_INSTRUCTIONS TO FOLLOW_
Please quote exactly the opening lines of the data, from the first line to the one where "rdme --workspace-project=espalier_style --heading-base-level=0" appears.

_DATA SECTION_
━━━━━━━━━━

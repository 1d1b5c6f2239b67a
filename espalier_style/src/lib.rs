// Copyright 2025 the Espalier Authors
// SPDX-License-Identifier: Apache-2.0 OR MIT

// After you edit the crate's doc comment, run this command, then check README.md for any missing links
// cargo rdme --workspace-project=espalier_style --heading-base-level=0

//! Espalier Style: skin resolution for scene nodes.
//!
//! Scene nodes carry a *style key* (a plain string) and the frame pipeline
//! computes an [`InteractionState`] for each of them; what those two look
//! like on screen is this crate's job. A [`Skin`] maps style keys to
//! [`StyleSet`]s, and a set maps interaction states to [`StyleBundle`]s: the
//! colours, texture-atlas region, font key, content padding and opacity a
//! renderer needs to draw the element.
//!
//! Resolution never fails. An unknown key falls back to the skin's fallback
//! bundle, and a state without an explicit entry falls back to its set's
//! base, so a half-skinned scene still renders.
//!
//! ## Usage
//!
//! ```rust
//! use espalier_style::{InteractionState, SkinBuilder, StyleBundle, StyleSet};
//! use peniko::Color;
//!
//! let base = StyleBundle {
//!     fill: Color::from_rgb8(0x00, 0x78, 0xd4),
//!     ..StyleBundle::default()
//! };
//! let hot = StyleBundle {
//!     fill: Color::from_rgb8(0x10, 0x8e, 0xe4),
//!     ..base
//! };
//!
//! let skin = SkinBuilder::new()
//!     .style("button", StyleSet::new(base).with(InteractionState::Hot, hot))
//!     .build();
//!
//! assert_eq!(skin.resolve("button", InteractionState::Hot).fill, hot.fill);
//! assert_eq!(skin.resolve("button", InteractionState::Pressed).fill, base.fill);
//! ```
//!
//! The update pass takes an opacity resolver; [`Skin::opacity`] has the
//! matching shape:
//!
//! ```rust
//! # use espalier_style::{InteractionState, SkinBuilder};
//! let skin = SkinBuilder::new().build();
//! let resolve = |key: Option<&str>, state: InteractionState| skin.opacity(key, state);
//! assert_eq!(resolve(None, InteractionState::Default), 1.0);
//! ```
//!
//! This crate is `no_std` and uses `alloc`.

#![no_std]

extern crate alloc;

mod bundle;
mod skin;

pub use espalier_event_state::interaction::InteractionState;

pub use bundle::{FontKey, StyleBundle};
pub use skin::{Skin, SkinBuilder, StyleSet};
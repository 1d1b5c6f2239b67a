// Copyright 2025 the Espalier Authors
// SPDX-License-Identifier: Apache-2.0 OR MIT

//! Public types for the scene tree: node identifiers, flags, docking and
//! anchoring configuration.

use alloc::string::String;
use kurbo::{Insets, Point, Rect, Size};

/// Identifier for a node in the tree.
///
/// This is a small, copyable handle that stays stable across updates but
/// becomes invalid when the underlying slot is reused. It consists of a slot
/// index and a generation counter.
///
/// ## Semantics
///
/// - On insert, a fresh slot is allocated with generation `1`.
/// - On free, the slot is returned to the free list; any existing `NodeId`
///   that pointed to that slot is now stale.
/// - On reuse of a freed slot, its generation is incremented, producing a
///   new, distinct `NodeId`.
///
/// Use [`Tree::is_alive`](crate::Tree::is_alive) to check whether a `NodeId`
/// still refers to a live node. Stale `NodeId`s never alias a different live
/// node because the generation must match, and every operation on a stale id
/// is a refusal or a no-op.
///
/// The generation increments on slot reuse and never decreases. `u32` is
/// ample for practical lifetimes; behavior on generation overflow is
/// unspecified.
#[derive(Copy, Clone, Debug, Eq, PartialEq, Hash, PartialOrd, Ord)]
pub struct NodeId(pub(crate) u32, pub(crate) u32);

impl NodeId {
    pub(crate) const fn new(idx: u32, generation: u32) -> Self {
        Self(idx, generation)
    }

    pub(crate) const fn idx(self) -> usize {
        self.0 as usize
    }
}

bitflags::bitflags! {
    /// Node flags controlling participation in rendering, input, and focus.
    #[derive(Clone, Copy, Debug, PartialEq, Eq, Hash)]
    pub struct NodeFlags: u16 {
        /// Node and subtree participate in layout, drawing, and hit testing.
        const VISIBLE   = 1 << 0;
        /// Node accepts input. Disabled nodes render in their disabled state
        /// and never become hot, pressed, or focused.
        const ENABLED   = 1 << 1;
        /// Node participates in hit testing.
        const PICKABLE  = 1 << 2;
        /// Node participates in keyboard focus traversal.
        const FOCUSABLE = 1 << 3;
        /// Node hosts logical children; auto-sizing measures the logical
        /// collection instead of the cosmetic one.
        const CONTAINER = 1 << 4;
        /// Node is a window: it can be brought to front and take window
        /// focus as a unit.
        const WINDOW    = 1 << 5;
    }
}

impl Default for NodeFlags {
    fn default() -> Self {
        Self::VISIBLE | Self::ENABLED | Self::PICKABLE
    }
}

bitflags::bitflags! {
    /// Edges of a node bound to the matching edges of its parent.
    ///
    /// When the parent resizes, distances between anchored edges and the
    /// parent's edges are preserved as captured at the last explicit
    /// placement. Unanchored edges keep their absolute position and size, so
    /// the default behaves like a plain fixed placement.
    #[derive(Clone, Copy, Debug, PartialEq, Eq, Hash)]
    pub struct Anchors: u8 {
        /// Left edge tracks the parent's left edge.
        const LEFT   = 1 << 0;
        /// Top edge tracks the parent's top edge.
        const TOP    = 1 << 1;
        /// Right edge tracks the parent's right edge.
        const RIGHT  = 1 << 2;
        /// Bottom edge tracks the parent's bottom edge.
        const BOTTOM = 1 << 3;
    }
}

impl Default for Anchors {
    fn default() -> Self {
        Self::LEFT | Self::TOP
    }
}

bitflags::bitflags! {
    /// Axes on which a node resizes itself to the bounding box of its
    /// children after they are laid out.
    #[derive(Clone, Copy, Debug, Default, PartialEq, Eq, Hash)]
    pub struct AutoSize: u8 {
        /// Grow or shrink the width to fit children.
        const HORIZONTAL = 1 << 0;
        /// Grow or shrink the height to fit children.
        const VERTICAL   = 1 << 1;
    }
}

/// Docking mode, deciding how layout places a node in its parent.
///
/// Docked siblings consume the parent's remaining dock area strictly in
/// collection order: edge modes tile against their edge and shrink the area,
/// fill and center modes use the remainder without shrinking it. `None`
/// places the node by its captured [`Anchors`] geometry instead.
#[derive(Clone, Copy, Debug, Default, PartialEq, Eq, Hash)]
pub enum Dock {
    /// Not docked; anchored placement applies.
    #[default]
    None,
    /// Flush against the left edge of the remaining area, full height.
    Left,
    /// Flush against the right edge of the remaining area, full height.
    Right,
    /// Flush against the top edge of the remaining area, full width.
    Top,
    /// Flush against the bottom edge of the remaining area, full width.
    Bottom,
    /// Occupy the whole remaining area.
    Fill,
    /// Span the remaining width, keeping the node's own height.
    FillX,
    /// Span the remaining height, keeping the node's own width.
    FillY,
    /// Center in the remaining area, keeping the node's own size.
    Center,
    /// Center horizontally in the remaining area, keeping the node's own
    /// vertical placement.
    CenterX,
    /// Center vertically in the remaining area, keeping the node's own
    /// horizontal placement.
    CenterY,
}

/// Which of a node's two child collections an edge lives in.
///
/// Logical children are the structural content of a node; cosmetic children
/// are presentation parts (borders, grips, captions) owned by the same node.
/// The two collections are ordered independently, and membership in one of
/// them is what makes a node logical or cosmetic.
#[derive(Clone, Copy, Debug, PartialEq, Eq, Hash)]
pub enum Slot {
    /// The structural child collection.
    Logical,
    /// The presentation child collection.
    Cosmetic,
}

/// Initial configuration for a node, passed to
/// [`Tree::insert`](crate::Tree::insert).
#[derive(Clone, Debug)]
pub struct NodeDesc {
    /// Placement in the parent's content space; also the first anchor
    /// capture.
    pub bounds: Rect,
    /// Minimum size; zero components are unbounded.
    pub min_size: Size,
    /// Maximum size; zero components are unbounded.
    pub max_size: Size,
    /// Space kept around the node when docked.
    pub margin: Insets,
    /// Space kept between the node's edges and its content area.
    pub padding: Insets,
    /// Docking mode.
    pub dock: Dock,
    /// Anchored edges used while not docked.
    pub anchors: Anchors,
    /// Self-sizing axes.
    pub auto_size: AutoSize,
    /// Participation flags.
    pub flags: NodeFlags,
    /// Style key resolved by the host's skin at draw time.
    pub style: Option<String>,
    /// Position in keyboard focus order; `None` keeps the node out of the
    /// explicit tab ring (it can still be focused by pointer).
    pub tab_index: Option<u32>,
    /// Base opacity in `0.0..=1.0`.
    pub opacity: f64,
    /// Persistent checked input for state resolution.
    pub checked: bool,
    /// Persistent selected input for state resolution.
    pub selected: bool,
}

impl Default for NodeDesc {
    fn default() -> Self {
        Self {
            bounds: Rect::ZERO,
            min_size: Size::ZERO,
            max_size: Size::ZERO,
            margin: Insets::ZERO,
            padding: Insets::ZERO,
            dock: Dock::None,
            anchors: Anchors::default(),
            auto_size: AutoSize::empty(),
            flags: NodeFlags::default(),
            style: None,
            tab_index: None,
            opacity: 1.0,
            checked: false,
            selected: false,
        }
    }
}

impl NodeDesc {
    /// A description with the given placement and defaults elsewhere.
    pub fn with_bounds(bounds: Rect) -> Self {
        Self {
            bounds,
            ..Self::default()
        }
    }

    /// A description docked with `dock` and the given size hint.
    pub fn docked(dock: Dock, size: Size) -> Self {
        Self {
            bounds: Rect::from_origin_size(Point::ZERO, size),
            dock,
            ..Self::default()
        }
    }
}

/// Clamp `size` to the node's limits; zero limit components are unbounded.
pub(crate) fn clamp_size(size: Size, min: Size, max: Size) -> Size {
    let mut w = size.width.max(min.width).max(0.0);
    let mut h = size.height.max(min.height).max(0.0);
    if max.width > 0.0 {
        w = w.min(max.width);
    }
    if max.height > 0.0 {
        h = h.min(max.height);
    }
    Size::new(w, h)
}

━━━━━━━━━━

_EXERCISE ANSWER_
repository 1d1b5c6f2239b67a
filename espalier_style/src/lib.rs
// Copyright 2025 the Espalier Authors
// SPDX-License-Identifier: Apache-2.0 OR MIT

// After you edit the crate's doc comment, run this command, then check README.md for any missing links
// cargo rdme --workspace-project=espalier_style --heading-base-level=0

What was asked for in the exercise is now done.